-- Dataset excerpts follows --

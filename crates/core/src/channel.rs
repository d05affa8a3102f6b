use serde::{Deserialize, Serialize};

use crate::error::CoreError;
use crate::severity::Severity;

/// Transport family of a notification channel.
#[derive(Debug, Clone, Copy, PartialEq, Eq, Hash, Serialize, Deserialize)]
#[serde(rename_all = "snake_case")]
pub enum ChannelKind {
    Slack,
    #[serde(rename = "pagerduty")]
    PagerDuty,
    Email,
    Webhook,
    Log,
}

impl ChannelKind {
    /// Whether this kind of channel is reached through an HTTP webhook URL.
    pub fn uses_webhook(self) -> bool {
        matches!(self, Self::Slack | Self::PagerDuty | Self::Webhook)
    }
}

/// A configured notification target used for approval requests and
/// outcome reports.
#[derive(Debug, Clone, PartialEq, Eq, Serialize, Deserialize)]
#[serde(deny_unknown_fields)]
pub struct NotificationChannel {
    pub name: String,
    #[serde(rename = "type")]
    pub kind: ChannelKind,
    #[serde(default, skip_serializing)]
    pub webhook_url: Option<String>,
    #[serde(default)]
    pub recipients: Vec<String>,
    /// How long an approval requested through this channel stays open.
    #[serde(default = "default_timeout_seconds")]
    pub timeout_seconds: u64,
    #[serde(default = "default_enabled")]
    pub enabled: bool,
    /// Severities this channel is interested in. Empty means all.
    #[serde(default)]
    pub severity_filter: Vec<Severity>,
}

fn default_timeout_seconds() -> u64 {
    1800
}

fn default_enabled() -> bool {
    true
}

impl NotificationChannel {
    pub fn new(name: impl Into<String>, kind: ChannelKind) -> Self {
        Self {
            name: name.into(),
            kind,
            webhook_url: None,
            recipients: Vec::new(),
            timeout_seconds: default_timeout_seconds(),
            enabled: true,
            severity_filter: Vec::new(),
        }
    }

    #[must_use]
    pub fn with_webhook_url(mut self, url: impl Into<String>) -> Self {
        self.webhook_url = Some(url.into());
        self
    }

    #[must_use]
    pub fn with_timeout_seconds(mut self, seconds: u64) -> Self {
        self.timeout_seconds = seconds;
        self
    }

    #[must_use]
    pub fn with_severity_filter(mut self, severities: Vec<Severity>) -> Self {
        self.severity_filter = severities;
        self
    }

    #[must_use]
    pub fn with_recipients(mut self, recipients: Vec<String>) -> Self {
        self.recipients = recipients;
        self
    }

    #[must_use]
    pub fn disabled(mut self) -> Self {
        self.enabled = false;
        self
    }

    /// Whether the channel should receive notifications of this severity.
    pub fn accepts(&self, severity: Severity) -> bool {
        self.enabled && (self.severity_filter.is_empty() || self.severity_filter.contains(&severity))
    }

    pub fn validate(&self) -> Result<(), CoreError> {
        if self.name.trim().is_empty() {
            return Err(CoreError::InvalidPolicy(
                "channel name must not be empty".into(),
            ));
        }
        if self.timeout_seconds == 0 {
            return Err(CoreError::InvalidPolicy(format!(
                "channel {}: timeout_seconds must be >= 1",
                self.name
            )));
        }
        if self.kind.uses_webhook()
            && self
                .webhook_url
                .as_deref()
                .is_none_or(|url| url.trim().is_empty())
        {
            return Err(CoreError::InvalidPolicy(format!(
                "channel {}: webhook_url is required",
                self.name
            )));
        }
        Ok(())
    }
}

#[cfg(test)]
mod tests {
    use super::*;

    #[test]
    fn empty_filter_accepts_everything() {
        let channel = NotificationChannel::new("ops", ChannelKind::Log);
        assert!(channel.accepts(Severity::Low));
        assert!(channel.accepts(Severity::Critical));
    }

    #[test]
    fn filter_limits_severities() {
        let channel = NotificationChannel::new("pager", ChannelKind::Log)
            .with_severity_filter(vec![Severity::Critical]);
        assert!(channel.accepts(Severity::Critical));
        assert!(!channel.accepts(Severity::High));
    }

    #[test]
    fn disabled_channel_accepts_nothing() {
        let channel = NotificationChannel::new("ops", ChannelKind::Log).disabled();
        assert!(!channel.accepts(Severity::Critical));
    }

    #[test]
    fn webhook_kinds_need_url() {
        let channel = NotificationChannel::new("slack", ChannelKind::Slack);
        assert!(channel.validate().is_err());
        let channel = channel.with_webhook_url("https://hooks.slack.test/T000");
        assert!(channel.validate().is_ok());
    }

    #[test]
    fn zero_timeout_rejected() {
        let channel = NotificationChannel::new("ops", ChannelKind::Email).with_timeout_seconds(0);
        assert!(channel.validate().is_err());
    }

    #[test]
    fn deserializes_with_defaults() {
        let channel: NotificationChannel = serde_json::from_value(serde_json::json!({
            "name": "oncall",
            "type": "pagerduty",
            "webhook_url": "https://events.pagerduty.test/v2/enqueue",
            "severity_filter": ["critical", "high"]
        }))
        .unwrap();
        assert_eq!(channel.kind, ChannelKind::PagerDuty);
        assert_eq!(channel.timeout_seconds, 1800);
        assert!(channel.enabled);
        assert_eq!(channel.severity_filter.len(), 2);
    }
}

-- Dataset excerpts concluded --

**Problem:** Reproduce all the data exactly. Include every line.

**Answer:**
filename crates/core/src/channel.rs
repository d05affa8a3102f6b
use serde::{Deserialize, Serialize};

use crate::error::CoreError;
use crate::severity::Severity;

/// Transport family of a notification channel.
#[derive(Debug, Clone, Copy, PartialEq, Eq, Hash, Serialize, Deserialize)]
#[serde(rename_all = "snake_case")]
pub enum ChannelKind {
    Slack,
    #[serde(rename = "pagerduty")]
    PagerDuty,
    Email,
    Webhook,
    Log,
}

impl ChannelKind {
    /// Whether this kind of channel is reached through an HTTP webhook URL.
    pub fn uses_webhook(self) -> bool {
        matches!(self, Self::Slack | Self::PagerDuty | Self::Webhook)
    }
}

/// A configured notification target used for approval requests and
/// outcome reports.
#[derive(Debug, Clone, PartialEq, Eq, Serialize, Deserialize)]
#[serde(deny_unknown_fields)]
pub struct NotificationChannel {
    pub name: String,
    #[serde(rename = "type")]
    pub kind: ChannelKind,
    #[serde(default, skip_serializing)]
    pub webhook_url: Option<String>,
    #[serde(default)]
    pub recipients: Vec<String>,
    /// How long an approval requested through this channel stays open.
    #[serde(default = "default_timeout_seconds")]
    pub timeout_seconds: u64,
    #[serde(default = "default_enabled")]
    pub enabled: bool,
    /// Severities this channel is interested in. Empty means all.
    #[serde(default)]
    pub severity_filter: Vec<Severity>,
}

fn default_timeout_seconds() -> u64 {
    1800
}

fn default_enabled() -> bool {
    true
}

impl NotificationChannel {
    pub fn new(name: impl Into<String>, kind: ChannelKind) -> Self {
        Self {
            name: name.into(),
            kind,
            webhook_url: None,
            recipients: Vec::new(),
            timeout_seconds: default_timeout_seconds(),
            enabled: true,
            severity_filter: Vec::new(),
        }
    }

    #[must_use]
    pub fn with_webhook_url(mut self, url: impl Into<String>) -> Self {
        self.webhook_url = Some(url.into());
        self
    }

    #[must_use]
    pub fn with_timeout_seconds(mut self, seconds: u64) -> Self {
        self.timeout_seconds = seconds;
        self
    }

    #[must_use]
    pub fn with_severity_filter(mut self, severities: Vec<Severity>) -> Self {
        self.severity_filter = severities;
        self
    }

    #[must_use]
    pub fn with_recipients(mut self, recipients: Vec<String>) -> Self {
        self.recipients = recipients;
        self
    }

    #[must_use]
    pub fn disabled(mut self) -> Self {
        self.enabled = false;
        self
    }

    /// Whether the channel should receive notifications of this severity.
    pub fn accepts(&self, severity: Severity) -> bool {
        self.enabled && (self.severity_filter.is_empty() || self.severity_filter.contains(&severity))
    }

    pub fn validate(&self) -> Result<(), CoreError> {
        if self.name.trim().is_empty() {
            return Err(CoreError::InvalidPolicy(
                "channel name must not be empty".into(),
            ));
        }
        if self.timeout_seconds == 0 {
            return Err(CoreError::InvalidPolicy(format!(
                "channel {}: timeout_seconds must be >= 1",
                self.name
            )));
        }
        if self.kind.uses_webhook()
            && self
                .webhook_url
                .as_deref()
                .is_none_or(|url| url.trim().is_empty())
        {
            return Err(CoreError::InvalidPolicy(format!(
                "channel {}: webhook_url is required",
                self.name
            )));
        }
        Ok(())
    }
}

#[cfg(test)]
mod tests {
    use super::*;

    #[test]
    fn empty_filter_accepts_everything() {
        let channel = NotificationChannel::new("ops", ChannelKind::Log);
        assert!(channel.accepts(Severity::Low));
        assert!(channel.accepts(Severity::Critical));
    }

    #[test]
    fn filter_limits_severities() {
        let channel = NotificationChannel::new("pager", ChannelKind::Log)
            .with_severity_filter(vec![Severity::Critical]);
        assert!(channel.accepts(Severity::Critical));
        assert!(!channel.accepts(Severity::High));
    }

    #[test]
    fn disabled_channel_accepts_nothing() {
        let channel = NotificationChannel::new("ops", ChannelKind::Log).disabled();
        assert!(!channel.accepts(Severity::Critical));
    }

    #[test]
    fn webhook_kinds_need_url() {
        let channel = NotificationChannel::new("slack", ChannelKind::Slack);
        assert!(channel.validate().is_err());
        let channel = channel.with_webhook_url("https://hooks.slack.test/T000");
        assert!(channel.validate().is_ok());
    }

    #[test]
    fn zero_timeout_rejected() {
        let channel = NotificationChannel::new("ops", ChannelKind::Email).with_timeout_seconds(0);
        assert!(channel.validate().is_err());
    }

    #[test]
    fn deserializes_with_defaults() {
        let channel: NotificationChannel = serde_json::from_value(serde_json::json!({
            "name": "oncall",
            "type": "pagerduty",
            "webhook_url": "https://events.pagerduty.test/v2/enqueue",
            "severity_filter": ["critical", "high"]
        }))
        .unwrap();
        assert_eq!(channel.kind, ChannelKind::PagerDuty);
        assert_eq!(channel.timeout_seconds, 1800);
        assert!(channel.enabled);
        assert_eq!(channel.severity_filter.len(), 2);
    }
}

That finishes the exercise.